- **INSTRUCTIONS TO FOLLOW**: Only the lines below starting at the one containing "HostOptions::default()" and ending at the one containing "pub mod prelude" belong in the answer, each copied exactly.

- **DATA UNDER STUDY**:
[Start of section]
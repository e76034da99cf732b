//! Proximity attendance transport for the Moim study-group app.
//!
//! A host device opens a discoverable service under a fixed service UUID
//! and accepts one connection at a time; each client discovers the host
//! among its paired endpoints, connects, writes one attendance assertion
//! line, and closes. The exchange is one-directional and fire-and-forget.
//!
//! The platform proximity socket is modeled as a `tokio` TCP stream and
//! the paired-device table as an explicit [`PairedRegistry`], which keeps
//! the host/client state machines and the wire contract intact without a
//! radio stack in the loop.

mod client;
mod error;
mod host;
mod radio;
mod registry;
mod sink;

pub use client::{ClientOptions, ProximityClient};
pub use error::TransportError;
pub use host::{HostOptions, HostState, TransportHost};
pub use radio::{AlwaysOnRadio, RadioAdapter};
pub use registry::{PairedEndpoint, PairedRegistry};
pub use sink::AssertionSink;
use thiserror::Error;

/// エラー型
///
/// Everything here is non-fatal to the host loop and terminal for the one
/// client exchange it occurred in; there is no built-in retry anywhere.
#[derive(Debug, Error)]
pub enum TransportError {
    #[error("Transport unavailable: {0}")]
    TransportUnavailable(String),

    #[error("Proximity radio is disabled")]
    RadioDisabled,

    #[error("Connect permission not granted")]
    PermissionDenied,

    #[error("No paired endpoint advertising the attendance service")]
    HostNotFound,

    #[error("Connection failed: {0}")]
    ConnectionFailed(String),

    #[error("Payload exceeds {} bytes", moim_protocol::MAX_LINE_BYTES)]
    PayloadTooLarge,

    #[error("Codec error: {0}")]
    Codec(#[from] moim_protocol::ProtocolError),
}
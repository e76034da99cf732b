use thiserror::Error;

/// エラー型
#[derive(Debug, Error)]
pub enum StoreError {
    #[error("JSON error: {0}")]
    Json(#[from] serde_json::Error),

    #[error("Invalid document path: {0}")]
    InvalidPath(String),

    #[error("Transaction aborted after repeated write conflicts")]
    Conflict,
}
[End of section]
[Start of section]
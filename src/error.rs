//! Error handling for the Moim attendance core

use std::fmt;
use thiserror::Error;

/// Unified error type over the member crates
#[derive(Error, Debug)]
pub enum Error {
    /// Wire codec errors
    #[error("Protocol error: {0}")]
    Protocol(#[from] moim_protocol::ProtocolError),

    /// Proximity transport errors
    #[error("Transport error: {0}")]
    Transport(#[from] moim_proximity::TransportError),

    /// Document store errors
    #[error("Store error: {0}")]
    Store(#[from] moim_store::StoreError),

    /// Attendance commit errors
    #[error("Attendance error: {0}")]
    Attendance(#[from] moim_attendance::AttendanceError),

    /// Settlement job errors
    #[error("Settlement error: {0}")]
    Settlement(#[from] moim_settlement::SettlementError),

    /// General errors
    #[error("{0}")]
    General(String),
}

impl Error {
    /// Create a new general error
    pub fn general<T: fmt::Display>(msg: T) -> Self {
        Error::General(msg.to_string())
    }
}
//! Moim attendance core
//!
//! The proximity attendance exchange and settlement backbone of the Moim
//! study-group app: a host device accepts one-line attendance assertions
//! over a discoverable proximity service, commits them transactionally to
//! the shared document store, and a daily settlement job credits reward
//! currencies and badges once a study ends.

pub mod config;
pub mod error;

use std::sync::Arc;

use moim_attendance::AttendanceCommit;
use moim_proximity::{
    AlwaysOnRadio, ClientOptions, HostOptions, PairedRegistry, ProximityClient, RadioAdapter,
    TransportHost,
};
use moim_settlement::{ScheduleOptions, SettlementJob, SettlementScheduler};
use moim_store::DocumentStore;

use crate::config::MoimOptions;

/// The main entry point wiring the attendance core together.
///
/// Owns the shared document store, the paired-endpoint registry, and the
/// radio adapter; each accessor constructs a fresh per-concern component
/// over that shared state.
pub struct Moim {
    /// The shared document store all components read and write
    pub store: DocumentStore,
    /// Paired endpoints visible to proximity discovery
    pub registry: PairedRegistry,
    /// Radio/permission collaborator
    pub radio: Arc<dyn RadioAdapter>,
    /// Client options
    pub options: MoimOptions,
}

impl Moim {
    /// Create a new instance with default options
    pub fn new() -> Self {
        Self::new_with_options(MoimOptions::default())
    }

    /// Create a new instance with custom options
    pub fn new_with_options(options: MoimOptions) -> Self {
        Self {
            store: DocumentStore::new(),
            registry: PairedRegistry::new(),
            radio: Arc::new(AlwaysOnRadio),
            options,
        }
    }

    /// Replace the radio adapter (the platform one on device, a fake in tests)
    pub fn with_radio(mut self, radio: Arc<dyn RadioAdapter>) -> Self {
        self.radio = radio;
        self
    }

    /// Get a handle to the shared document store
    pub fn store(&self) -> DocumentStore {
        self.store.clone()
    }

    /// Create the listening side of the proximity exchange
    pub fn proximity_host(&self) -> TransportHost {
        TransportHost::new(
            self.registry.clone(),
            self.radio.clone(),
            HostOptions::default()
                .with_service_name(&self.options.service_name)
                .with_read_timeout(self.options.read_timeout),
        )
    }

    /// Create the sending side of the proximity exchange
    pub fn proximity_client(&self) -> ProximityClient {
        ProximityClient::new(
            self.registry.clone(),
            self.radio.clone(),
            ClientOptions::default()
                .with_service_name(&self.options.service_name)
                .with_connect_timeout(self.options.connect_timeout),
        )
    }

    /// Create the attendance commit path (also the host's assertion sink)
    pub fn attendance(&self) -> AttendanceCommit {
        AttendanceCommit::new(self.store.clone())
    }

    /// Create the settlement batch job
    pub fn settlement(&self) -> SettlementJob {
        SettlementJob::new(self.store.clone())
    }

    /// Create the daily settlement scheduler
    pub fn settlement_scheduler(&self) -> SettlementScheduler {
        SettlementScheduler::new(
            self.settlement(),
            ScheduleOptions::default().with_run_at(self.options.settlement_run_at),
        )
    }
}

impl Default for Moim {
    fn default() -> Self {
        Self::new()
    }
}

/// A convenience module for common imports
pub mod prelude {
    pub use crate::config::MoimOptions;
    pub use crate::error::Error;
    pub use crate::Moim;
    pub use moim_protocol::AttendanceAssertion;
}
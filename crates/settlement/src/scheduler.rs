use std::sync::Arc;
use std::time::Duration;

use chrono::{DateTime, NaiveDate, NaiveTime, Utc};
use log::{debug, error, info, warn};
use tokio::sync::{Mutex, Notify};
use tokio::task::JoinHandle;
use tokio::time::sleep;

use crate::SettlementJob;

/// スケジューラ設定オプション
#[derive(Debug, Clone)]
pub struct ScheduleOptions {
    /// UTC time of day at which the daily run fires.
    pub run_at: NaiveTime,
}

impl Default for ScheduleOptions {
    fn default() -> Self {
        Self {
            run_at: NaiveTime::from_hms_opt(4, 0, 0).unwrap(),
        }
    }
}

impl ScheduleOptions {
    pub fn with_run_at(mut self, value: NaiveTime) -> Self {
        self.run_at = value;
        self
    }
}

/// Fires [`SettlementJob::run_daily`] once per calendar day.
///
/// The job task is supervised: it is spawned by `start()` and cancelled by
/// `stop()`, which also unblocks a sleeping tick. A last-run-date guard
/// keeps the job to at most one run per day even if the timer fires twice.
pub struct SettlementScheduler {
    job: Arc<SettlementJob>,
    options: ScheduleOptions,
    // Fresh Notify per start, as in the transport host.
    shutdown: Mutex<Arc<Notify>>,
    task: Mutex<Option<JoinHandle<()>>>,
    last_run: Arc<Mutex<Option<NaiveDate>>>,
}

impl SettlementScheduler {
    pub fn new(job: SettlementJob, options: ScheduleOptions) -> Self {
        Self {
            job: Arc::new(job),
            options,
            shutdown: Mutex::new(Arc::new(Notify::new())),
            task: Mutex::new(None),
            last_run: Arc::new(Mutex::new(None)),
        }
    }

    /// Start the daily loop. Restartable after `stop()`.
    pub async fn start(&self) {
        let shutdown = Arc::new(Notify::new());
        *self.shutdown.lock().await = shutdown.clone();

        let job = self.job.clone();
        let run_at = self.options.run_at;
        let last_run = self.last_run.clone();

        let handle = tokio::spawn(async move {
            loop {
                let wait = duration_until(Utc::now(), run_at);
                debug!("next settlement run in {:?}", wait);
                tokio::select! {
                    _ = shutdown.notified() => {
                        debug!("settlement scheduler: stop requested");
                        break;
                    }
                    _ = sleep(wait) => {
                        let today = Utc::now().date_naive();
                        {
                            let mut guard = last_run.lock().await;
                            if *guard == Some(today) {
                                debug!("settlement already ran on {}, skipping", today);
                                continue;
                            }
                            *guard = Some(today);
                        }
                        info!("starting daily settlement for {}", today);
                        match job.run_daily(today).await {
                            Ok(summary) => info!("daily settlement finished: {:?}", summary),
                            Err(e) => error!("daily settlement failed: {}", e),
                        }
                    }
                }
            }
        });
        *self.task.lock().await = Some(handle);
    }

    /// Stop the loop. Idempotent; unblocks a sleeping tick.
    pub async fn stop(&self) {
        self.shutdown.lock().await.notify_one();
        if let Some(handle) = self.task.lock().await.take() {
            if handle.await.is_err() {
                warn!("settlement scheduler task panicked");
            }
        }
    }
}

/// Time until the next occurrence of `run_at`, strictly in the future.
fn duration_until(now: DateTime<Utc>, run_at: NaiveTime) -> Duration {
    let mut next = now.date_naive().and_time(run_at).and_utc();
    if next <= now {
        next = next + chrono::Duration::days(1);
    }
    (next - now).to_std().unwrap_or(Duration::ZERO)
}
[End of section]
[Start of section]
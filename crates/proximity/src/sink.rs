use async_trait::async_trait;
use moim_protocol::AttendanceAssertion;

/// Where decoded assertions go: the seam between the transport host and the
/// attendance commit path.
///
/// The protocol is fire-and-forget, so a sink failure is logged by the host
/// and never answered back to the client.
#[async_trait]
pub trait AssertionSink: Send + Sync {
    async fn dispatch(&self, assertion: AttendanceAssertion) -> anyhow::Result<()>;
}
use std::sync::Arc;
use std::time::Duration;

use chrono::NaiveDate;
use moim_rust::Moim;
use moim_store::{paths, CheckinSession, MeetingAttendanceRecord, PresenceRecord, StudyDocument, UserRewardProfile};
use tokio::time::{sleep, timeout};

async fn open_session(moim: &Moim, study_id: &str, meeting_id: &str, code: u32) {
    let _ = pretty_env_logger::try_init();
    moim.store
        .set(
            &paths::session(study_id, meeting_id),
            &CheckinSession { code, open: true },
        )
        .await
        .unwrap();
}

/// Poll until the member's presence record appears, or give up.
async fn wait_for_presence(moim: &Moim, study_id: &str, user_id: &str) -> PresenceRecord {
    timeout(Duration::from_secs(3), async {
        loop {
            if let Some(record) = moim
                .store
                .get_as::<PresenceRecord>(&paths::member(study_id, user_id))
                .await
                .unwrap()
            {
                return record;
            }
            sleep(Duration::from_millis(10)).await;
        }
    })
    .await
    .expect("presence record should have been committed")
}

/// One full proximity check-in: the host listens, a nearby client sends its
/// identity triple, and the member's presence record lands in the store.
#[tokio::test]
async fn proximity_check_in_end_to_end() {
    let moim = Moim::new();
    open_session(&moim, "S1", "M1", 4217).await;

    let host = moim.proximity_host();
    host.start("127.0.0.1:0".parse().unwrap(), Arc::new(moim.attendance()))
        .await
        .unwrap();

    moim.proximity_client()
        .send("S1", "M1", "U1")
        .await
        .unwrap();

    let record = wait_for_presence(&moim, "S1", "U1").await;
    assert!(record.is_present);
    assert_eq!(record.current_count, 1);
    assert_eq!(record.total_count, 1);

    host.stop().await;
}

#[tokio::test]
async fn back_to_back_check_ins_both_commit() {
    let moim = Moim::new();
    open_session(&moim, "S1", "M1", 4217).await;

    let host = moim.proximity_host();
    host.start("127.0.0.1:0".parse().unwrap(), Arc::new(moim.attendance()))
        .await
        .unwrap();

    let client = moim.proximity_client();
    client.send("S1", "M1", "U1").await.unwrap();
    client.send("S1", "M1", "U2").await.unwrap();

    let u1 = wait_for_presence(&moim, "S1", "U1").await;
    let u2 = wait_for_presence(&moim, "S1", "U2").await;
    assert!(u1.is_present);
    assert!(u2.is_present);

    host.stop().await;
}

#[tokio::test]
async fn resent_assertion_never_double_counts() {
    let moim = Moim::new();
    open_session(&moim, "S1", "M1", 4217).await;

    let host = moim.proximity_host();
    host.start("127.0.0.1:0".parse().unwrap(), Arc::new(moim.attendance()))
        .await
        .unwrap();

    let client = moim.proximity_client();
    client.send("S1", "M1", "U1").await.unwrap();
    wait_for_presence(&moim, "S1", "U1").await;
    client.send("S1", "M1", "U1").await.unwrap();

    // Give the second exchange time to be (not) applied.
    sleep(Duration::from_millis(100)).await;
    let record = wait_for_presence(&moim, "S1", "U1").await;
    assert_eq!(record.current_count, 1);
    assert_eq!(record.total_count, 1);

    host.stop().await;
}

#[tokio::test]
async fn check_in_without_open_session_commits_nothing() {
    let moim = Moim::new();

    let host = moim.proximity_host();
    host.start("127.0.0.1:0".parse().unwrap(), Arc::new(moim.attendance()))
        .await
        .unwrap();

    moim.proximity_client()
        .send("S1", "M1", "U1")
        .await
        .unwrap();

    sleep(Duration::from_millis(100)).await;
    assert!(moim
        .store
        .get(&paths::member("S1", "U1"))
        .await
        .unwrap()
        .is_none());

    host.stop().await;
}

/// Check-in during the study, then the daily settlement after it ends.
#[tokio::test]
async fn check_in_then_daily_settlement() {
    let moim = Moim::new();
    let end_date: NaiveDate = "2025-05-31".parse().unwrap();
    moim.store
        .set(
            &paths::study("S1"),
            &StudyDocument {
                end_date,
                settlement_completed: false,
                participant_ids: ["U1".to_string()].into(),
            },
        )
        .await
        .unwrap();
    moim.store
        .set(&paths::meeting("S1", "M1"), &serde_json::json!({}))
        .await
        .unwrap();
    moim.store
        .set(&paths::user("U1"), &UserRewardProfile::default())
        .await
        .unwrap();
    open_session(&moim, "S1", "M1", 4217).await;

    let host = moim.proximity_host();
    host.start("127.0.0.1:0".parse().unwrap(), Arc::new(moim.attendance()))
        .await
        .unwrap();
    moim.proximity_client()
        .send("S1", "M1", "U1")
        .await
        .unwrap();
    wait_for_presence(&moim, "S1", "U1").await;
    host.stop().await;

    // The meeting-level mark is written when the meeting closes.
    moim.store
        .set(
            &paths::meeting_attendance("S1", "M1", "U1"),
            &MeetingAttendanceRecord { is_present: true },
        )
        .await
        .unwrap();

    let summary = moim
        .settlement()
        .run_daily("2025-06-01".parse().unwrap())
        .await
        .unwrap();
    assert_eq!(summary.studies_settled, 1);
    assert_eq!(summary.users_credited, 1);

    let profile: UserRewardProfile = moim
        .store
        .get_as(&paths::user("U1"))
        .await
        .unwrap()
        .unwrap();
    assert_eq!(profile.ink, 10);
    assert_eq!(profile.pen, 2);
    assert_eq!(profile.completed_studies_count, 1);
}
[End of section]
- **ANSWER TO THIS PROBLEM**:
            HostOptions::default()
                .with_service_name(&self.options.service_name)
                .with_read_timeout(self.options.read_timeout),
        )
    }

    /// Create the sending side of the proximity exchange
    pub fn proximity_client(&self) -> ProximityClient {
        ProximityClient::new(
            self.registry.clone(),
            self.radio.clone(),
            ClientOptions::default()
                .with_service_name(&self.options.service_name)
                .with_connect_timeout(self.options.connect_timeout),
        )
    }

    /// Create the attendance commit path (also the host's assertion sink)
    pub fn attendance(&self) -> AttendanceCommit {
        AttendanceCommit::new(self.store.clone())
    }

    /// Create the settlement batch job
    pub fn settlement(&self) -> SettlementJob {
        SettlementJob::new(self.store.clone())
    }

    /// Create the daily settlement scheduler
    pub fn settlement_scheduler(&self) -> SettlementScheduler {
        SettlementScheduler::new(
            self.settlement(),
            ScheduleOptions::default().with_run_at(self.options.settlement_run_at),
        )
    }
}

impl Default for Moim {
    fn default() -> Self {
        Self::new()
    }
}

/// A convenience module for common imports
pub mod prelude {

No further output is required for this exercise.